**INPUT RECORDS**
——————
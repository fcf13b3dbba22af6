/// CRC-16/CCITT-FALSE generator polynomial.
pub const CRC16_POLY: u16 = 0x1021;

/// Initial register value.
pub const CRC16_INIT: u16 = 0xFFFF;

/// Compute the frame integrity code over `data`.
///
/// MSB-first, no reflection, no final XOR. The register stays 16 bits wide
/// for the whole computation.
pub fn crc16(data: &[u8]) -> u16 {
    data.iter().fold(CRC16_INIT, |crc, &byte| update(crc, byte))
}

/// Feed one byte into a running CRC register.
///
/// Lets callers checksum a frame incrementally as bytes arrive.
pub fn update(mut crc: u16, byte: u8) -> u16 {
    crc ^= u16::from(byte) << 8;
    for _ in 0..8 {
        crc = if crc & 0x8000 != 0 {
            (crc << 1) ^ CRC16_POLY
        } else {
            crc << 1
        };
    }
    crc
}

#[cfg(test)]
mod tests {
    use super::*;

    #[test]
    fn check_value() {
        assert_eq!(crc16(b"123456789"), 0x29B1);
    }

    #[test]
    fn empty_input_is_initial_value() {
        assert_eq!(crc16(&[]), CRC16_INIT);
    }

    #[test]
    fn incremental_matches_one_shot() {
        let data = b"\x02\x1a\x34\x12partial frame bytes";
        let (head, tail) = data.split_at(5);
        let partial = head.iter().fold(CRC16_INIT, |crc, &b| update(crc, b));
        let full = tail.iter().fold(partial, |crc, &b| update(crc, b));
        assert_eq!(full, crc16(data));
    }

    #[test]
    fn sensitive_to_byte_order() {
        assert_ne!(crc16(&[0x01, 0x02]), crc16(&[0x02, 0x01]));
    }
}
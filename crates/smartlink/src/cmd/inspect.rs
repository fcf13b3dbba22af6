use serde::Serialize;
use smartlink_frame::{
    crc16, decode_kind, kind_name, parse_frame, HEADER_SIZE, SYNC_MASK, SYNC_PATTERN,
};

use crate::cmd::{parse_frame_hex, InspectArgs};
use crate::exit::{CliResult, DATA_INVALID, SUCCESS};
use crate::output::{print_report, OutputFormat};

/// What could be read out of a (possibly broken) frame.
#[derive(Debug, Serialize, PartialEq, Eq)]
pub struct Inspection {
    pub length: usize,
    pub header: Option<u8>,
    pub sync_ok: bool,
    pub kind: Option<u8>,
    pub kind_name: Option<&'static str>,
    pub declared_length: Option<u8>,
    pub received_crc: Option<u16>,
    pub computed_crc: Option<u16>,
    pub valid: bool,
    pub error: Option<String>,
}

pub fn run(args: InspectArgs, format: OutputFormat) -> CliResult<i32> {
    let wire = parse_frame_hex(&args.hex)?;
    let report = inspect(&wire);
    print_report(&report, rows(&report), format);

    Ok(if report.valid { SUCCESS } else { DATA_INVALID })
}

pub fn inspect(wire: &[u8]) -> Inspection {
    let header = wire.first().copied();
    let declared_length = wire.get(1).copied();

    let (received_crc, computed_crc) = match declared_length {
        Some(len) => {
            let end = HEADER_SIZE + len as usize;
            let received = wire
                .get(end..end + 2)
                .map(|crc| u16::from_le_bytes([crc[0], crc[1]]));
            let computed = wire.get(..end).map(crc16);
            (received, computed)
        }
        None => (None, None),
    };

    let parsed = parse_frame(wire);

    Inspection {
        length: wire.len(),
        header,
        sync_ok: header.is_some_and(|h| h & SYNC_MASK == SYNC_PATTERN),
        kind: header.map(decode_kind),
        kind_name: header.map(|h| kind_name(decode_kind(h))),
        declared_length,
        received_crc,
        computed_crc,
        valid: parsed.is_ok(),
        error: parsed.err().map(|err| err.to_string()),
    }
}

fn rows(report: &Inspection) -> Vec<Vec<String>> {
    fn opt<T>(value: Option<T>, fmt: impl Fn(T) -> String) -> String {
        value.map(fmt).unwrap_or_else(|| "-".to_string())
    }

    vec![
        vec!["length".into(), report.length.to_string()],
        vec!["header".into(), opt(report.header, |h| format!("0x{h:02x}"))],
        vec!["sync".into(), report.sync_ok.to_string()],
        vec![
            "kind".into(),
            opt(report.kind, |k| {
                format!("{k} ({})", report.kind_name.unwrap_or("UNKNOWN"))
            }),
        ],
        vec!["declared_length".into(), opt(report.declared_length, |l| l.to_string())],
        vec!["received_crc".into(), opt(report.received_crc, |c| format!("0x{c:04x}"))],
        vec!["computed_crc".into(), opt(report.computed_crc, |c| format!("0x{c:04x}"))],
        vec!["valid".into(), report.valid.to_string()],
        vec!["error".into(), report.error.clone().unwrap_or_else(|| "-".to_string())],
    ]
}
——————
**DIRECTIONS FOR THIS TASK**
Print out the whole listing exactly as it appears.

**RESULT OF THIS TASK**
repository fcf13b3dbba22af6
/// CRC-16/CCITT-FALSE generator polynomial.
pub const CRC16_POLY: u16 = 0x1021;

/// Initial register value.
pub const CRC16_INIT: u16 = 0xFFFF;

/// Compute the frame integrity code over `data`.
///
/// MSB-first, no reflection, no final XOR. The register stays 16 bits wide
/// for the whole computation.
pub fn crc16(data: &[u8]) -> u16 {
    data.iter().fold(CRC16_INIT, |crc, &byte| update(crc, byte))
}

/// Feed one byte into a running CRC register.
///
/// Lets callers checksum a frame incrementally as bytes arrive.
pub fn update(mut crc: u16, byte: u8) -> u16 {
    crc ^= u16::from(byte) << 8;
    for _ in 0..8 {
        crc = if crc & 0x8000 != 0 {
            (crc << 1) ^ CRC16_POLY
        } else {
            crc << 1
        };
    }
    crc
}

#[cfg(test)]
mod tests {
    use super::*;

    #[test]
    fn check_value() {
        assert_eq!(crc16(b"123456789"), 0x29B1);
    }

    #[test]
    fn empty_input_is_initial_value() {
        assert_eq!(crc16(&[]), CRC16_INIT);
    }

    #[test]
    fn incremental_matches_one_shot() {
        let data = b"\x02\x1a\x34\x12partial frame bytes";
        let (head, tail) = data.split_at(5);
        let partial = head.iter().fold(CRC16_INIT, |crc, &b| update(crc, b));
        let full = tail.iter().fold(partial, |crc, &b| update(crc, b));
        assert_eq!(full, crc16(data));
    }

    #[test]
    fn sensitive_to_byte_order() {
        assert_ne!(crc16(&[0x01, 0x02]), crc16(&[0x02, 0x01]));
    }
}
filename crates/smartlink/src/cmd/inspect.rs
repository fcf13b3dbba22af6
use serde::Serialize;
use smartlink_frame::{
    crc16, decode_kind, kind_name, parse_frame, HEADER_SIZE, SYNC_MASK, SYNC_PATTERN,
};

use crate::cmd::{parse_frame_hex, InspectArgs};
use crate::exit::{CliResult, DATA_INVALID, SUCCESS};
use crate::output::{print_report, OutputFormat};

/// What could be read out of a (possibly broken) frame.
#[derive(Debug, Serialize, PartialEq, Eq)]
pub struct Inspection {
    pub length: usize,
    pub header: Option<u8>,
    pub sync_ok: bool,
    pub kind: Option<u8>,
    pub kind_name: Option<&'static str>,
    pub declared_length: Option<u8>,
    pub received_crc: Option<u16>,
    pub computed_crc: Option<u16>,
    pub valid: bool,
    pub error: Option<String>,
}

pub fn run(args: InspectArgs, format: OutputFormat) -> CliResult<i32> {
    let wire = parse_frame_hex(&args.hex)?;
    let report = inspect(&wire);
    print_report(&report, rows(&report), format);

    Ok(if report.valid { SUCCESS } else { DATA_INVALID })
}

pub fn inspect(wire: &[u8]) -> Inspection {
    let header = wire.first().copied();
    let declared_length = wire.get(1).copied();

    let (received_crc, computed_crc) = match declared_length {
        Some(len) => {
            let end = HEADER_SIZE + len as usize;
            let received = wire
                .get(end..end + 2)
                .map(|crc| u16::from_le_bytes([crc[0], crc[1]]));
            let computed = wire.get(..end).map(crc16);
            (received, computed)
        }
        None => (None, None),
    };

    let parsed = parse_frame(wire);

    Inspection {
        length: wire.len(),
        header,
        sync_ok: header.is_some_and(|h| h & SYNC_MASK == SYNC_PATTERN),
        kind: header.map(decode_kind),
        kind_name: header.map(|h| kind_name(decode_kind(h))),
        declared_length,
        received_crc,
        computed_crc,
        valid: parsed.is_ok(),
        error: parsed.err().map(|err| err.to_string()),
    }
}

fn rows(report: &Inspection) -> Vec<Vec<String>> {
    fn opt<T>(value: Option<T>, fmt: impl Fn(T) -> String) -> String {
        value.map(fmt).unwrap_or_else(|| "-".to_string())
    }

    vec![
        vec!["length".into(), report.length.to_string()],
        vec!["header".into(), opt(report.header, |h| format!("0x{h:02x}"))],
        vec!["sync".into(), report.sync_ok.to_string()],
        vec![
            "kind".into(),
            opt(report.kind, |k| {
                format!("{k} ({})", report.kind_name.unwrap_or("UNKNOWN"))
            }),
        ],
        vec!["declared_length".into(), opt(report.declared_length, |l| l.to_string())],
        vec!["received_crc".into(), opt(report.received_crc, |c| format!("0x{c:04x}"))],
        vec!["computed_crc".into(), opt(report.computed_crc, |c| format!("0x{c:04x}"))],
        vec!["valid".into(), report.valid.to_string()],
        vec!["error".into(), report.error.clone().unwrap_or_else(|| "-".to_string())],
    ]
}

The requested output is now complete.